# Goal-Driven Discovery of Distributional Differences via Language Description 

This repo contains the implementation of our D5 system. However, since it is complicated to transfer the 44GB model weight, we are replacing it with a DummyVerifier that returns random value. 

## Setup

We highly recommend you to run this in a conda environment.

Run 

```
pip install torch --extra-index-url https://download.pytorch.org/whl/cu116
pip install -r requirements.txt
python3 -m nltk.downloader punkt stopwords averaged_perceptron_tagger
```

If you want to run ```lm_proposer.py```, you need to set the ```openai_key``` environment variable.

## Problem Representation

```example_problem.pkl``` contains an example problem represented as a dictionary. Load with the following line:

```problem = pkl.load(open('example_problem.pkl', 'rb'))```

Each problem contains: 
- A corpus pair. Samples from the research of Corpus A are in ```problem['split']['research']['A_samples']```. Similar for Corpus B and the validation split.
- Research goal and how the data was collected: all the other fields. Refer to Figure 1 in the paper and the proposer prompt template in ```templates/gpt3_proposer.txt``` to interpret the values.


## D5 System

(Each of the python file mentioned below is individually runnable to illustrate their functionality)

Run the command ```python3 global_run.py``` to see how to run our system, and it will describe the differences between news from 2020 and 2019. 
We chose this as an example to illustrate our code since there is a simple discovery "talks more about Covid". 
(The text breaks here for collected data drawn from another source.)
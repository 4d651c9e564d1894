use crate::config::Settings;
use crate::llm::error::LlmDiagnosticsError;
use crate::llm::{LlmClient, Provider};
use anyhow::Context;
use reqwest::header::{HeaderMap, HeaderValue};
use serde::{Deserialize, Serialize};

const DEFAULT_BASE_URL: &str = "https://generativelanguage.googleapis.com";
const DEFAULT_MODEL: &str = "gemini-2.5-flash";

#[derive(Debug, Clone)]
pub struct GeminiClient {
    http: reqwest::Client,
    api_key: String,
    base_url: String,
    model: String,
}

impl GeminiClient {
    pub fn from_settings(settings: &Settings) -> anyhow::Result<Self> {
        let api_key = settings.require_gemini_api_key()?.to_string();
        let base_url =
            std::env::var("GEMINI_BASE_URL").unwrap_or_else(|_| DEFAULT_BASE_URL.to_string());
        let model = std::env::var("GEMINI_MODEL").unwrap_or_else(|_| DEFAULT_MODEL.to_string());

        Ok(Self {
            http: super::http_client()?,
            api_key,
            base_url,
            model,
        })
    }

    fn url(&self) -> String {
        format!(
            "{}/v1beta/models/{}:generateContent",
            self.base_url.trim_end_matches('/'),
            self.model
        )
    }

    fn response_text(res: &GenerateContentResponse) -> Option<String> {
        let candidate = res.candidates.first()?;
        let text: String = candidate
            .content
            .as_ref()?
            .parts
            .iter()
            .filter_map(|p| p.text.as_deref())
            .collect();
        (!text.trim().is_empty()).then_some(text)
    }
}

#[async_trait::async_trait]
impl LlmClient for GeminiClient {
    fn provider(&self) -> Provider {
        Provider::Gemini
    }

    async fn generate_text(&self, prompt: &str) -> anyhow::Result<String> {
        let mut headers = HeaderMap::new();
        headers.insert("x-goog-api-key", HeaderValue::from_str(&self.api_key)?);

        let req = GenerateContentRequest {
            contents: vec![Content {
                role: Some("user".to_string()),
                parts: vec![Part {
                    text: Some(prompt.to_string()),
                }],
            }],
        };

        let res = self
            .http
            .post(self.url())
            .headers(headers)
            .json(&req)
            .send()
            .await
            .context("Gemini request failed")?;

        let status = res.status();
        let text = res
            .text()
            .await
            .context("failed to read Gemini response body")?;
        if !status.is_success() {
            return Err(LlmDiagnosticsError::http(Provider::Gemini, status, &text).into());
        }

        let raw_json = serde_json::from_str::<serde_json::Value>(&text)
            .with_context(|| format!("failed to parse Gemini response JSON: {text}"))?;
        let parsed = serde_json::from_value::<GenerateContentResponse>(raw_json.clone())
            .context("failed to decode Gemini response into GenerateContentResponse")?;

        match Self::response_text(&parsed) {
            Some(text) => Ok(text),
            None => {
                let reason = parsed
                    .candidates
                    .first()
                    .and_then(|c| c.finish_reason.clone())
                    .or_else(|| parsed.prompt_feedback.and_then(|f| f.block_reason));
                Err(LlmDiagnosticsError::empty(Provider::Gemini, reason.as_deref(), raw_json).into())
            }
        }
    }
}

#[derive(Debug, Clone, Serialize)]
struct GenerateContentRequest {
    contents: Vec<Content>,
}

#[derive(Debug, Clone, Serialize, Deserialize)]
struct Content {
    #[serde(default, skip_serializing_if = "Option::is_none")]
    role: Option<String>,
    #[serde(default)]
    parts: Vec<Part>,
}

#[derive(Debug, Clone, Serialize, Deserialize)]
struct Part {
    #[serde(default, skip_serializing_if = "Option::is_none")]
    text: Option<String>,
}

#[derive(Debug, Clone, Deserialize)]
#[serde(rename_all = "camelCase")]
struct GenerateContentResponse {
    #[serde(default)]
    candidates: Vec<Candidate>,
    #[serde(default)]
    prompt_feedback: Option<PromptFeedback>,
}

#[derive(Debug, Clone, Deserialize)]
#[serde(rename_all = "camelCase")]
struct Candidate {
    #[serde(default)]
    content: Option<Content>,
    #[serde(default)]
    finish_reason: Option<String>,
}

#[derive(Debug, Clone, Deserialize)]
#[serde(rename_all = "camelCase")]
struct PromptFeedback {
    #[serde(default)]
    block_reason: Option<String>,
}

#[cfg(test)]
mod tests {
    use super::*;
    use serde_json::json;

    #[test]
    fn concatenates_candidate_parts() {
        let res: GenerateContentResponse = serde_json::from_value(json!({
            "candidates": [{
                "content": {"role": "model", "parts": [{"text": "안녕하세요! "}, {"text": "이브입니다."}]},
                "finishReason": "STOP"
            }],
            "usageMetadata": {"totalTokenCount": 12}
        }))
        .unwrap();

        assert_eq!(
            GeminiClient::response_text(&res).as_deref(),
            Some("안녕하세요! 이브입니다.")
        );
    }

    #[test]
    fn blocked_prompt_has_no_text() {
        let res: GenerateContentResponse = serde_json::from_value(json!({
            "promptFeedback": {"blockReason": "SAFETY"}
        }))
        .unwrap();

        assert!(GeminiClient::response_text(&res).is_none());
        assert_eq!(
            res.prompt_feedback.and_then(|f| f.block_reason).as_deref(),
            Some("SAFETY")
        );
    }

    #[test]
    fn request_body_shape() {
        let req = GenerateContentRequest {
            contents: vec![Content {
                role: Some("user".to_string()),
                parts: vec![Part {
                    text: Some("prompt".to_string()),
                }],
            }],
        };
        assert_eq!(
            serde_json::to_value(&req).unwrap(),
            json!({"contents": [{"role": "user", "parts": [{"text": "prompt"}]}]})
        );
    }
}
The overall logic is implemented in ```D5.py```, and the D5 class can take in (ordered) lists of samples from Corpus A and Corpus B, a proposer that can map two groups of sentences to a list of hypotheses, and a verifier that can compute *T'(h, x)*.
The D5 class also offers other functionalities, such as stop computing the V values for hypotheses that are not promising.

```lm_proposer.py``` includes the implementation for prompting GPT-3 to propose hypotheses. 

```verifier.py``` includes the implementation for computing the V value for each hypothesis. Notice that ```global_run.py``` is currently using a **dummy verifier** that returns random results. 

```get_representative.py``` sort the samples by how "representative" they are for the clusters they came from.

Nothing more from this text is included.